Potential income from the grandparents: £1500

Cumulative return on £5 investment: £3,173

The first-time buyer mortgage

As you are now in a position to help your first-time buyer client you can find them their mortgage for £84,000. With a proc fee of 0.35 per cent this will earn you £294. Of course your client will need conveyancing too and is likely to need life assurance, income protection, critical illness cover and house and building insurance. All of which will raise you higher in their esteem while potentially earning you an additional £2,000 or more

Total potential income from first-time buyer: £2,294

£5 investment is now worth: £5,467

Even though we’ve achieved the £5k return we set out for, there’s still plenty of potential business left to write.

Aunts and uncles

If you are going through the equity release process with the grandparents, it is advisable to have a conversation with their children, as they will obviously be affected by the reduction in the value of their parents’ property either in the will or where health care is concerned if the grandparents were to become infirm.

Once you have dealt competently with the mortgages of the other people in the family, you will have gained the trust of at least two generations of the family so are in prime position to help any of the parents’ siblings with any of their financial requirements. At the very least you have gained another referral.

In time this could mean that you also look after the remortgage of the your original client’s aunts and/or uncles. With even one more remortgage of a £250,000 property, with a £160,000 mortgage and associated conveyancing and life assurance requirements you could earn approximately another £1,600 per sibling.

Looking forward

By looking after your initial client, their parents, grandparents and just one aunt or uncle you are likely to have made over £7000 – all from a client that initially looked unplaceable and which your competitors are likely to have dismissed.
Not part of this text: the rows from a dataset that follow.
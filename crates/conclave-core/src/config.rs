//! Orchestration configuration.
//!
//! All knobs that govern the dispatch loop and memory admission live here.
//! Values deserialize from an optional TOML override file; every field has
//! a default so a missing file or a partial file both work.

use serde::{Deserialize, Serialize};

/// Tunable limits for the session orchestrator.
#[derive(Debug, Clone, PartialEq, Serialize, Deserialize)]
pub struct OrchestratorConfig {
    /// Turn cap per session. Exceeding it terminates the session as Stuck.
    #[serde(default = "default_max_depth")]
    pub max_depth: u32,

    /// Consecutive-stuck cap across any personas.
    #[serde(default = "default_stuck_streak_limit")]
    pub stuck_streak_limit: u32,

    /// How many recent conversation messages each persona sees per turn.
    #[serde(default = "default_conversation_window")]
    pub conversation_window: usize,

    /// How many recent memories are surfaced to a persona per turn.
    #[serde(default = "default_recent_memories_window")]
    pub recent_memories_window: usize,

    /// Admission limit for memory content, counted as whitespace-split words.
    #[serde(default = "default_max_memory_content_tokens")]
    pub max_memory_content_tokens: usize,

    /// Admission limit for memory identifiers, counted as whitespace-split words.
    #[serde(default = "default_max_memory_identifier_tokens")]
    pub max_memory_identifier_tokens: usize,

    /// Upper bound on a single LLM call, in seconds.
    #[serde(default = "default_llm_timeout_secs")]
    pub llm_timeout_secs: u64,
}

fn default_max_depth() -> u32 {
    50
}

fn default_stuck_streak_limit() -> u32 {
    5
}

fn default_conversation_window() -> usize {
    20
}

fn default_recent_memories_window() -> usize {
    10
}

fn default_max_memory_content_tokens() -> usize {
    2000
}

fn default_max_memory_identifier_tokens() -> usize {
    10
}

fn default_llm_timeout_secs() -> u64 {
    120
}

impl Default for OrchestratorConfig {
    fn default() -> Self {
        Self {
            max_depth: default_max_depth(),
            stuck_streak_limit: default_stuck_streak_limit(),
            conversation_window: default_conversation_window(),
            recent_memories_window: default_recent_memories_window(),
            max_memory_content_tokens: default_max_memory_content_tokens(),
            max_memory_identifier_tokens: default_max_memory_identifier_tokens(),
            llm_timeout_secs: default_llm_timeout_secs(),
        }
    }
}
But it doesn’t stop there – your first-time buyer is only at the beginning of their financial lifecycle. By doing a good job when you first meet them, helping them to get on the housing ladder and looking after all their general insurance needs you are likely to have gained a client for life.

By keeping in regular contact with that client you should be able to continue to help them with all of their forthcoming remortgages, house moves and insurance needs – and if you don’t deal with pensions, savings and investments, you can refer them to someone who does - you reinforce your client’s opinion that you can deal with all their financial needs and you can get another referral fee!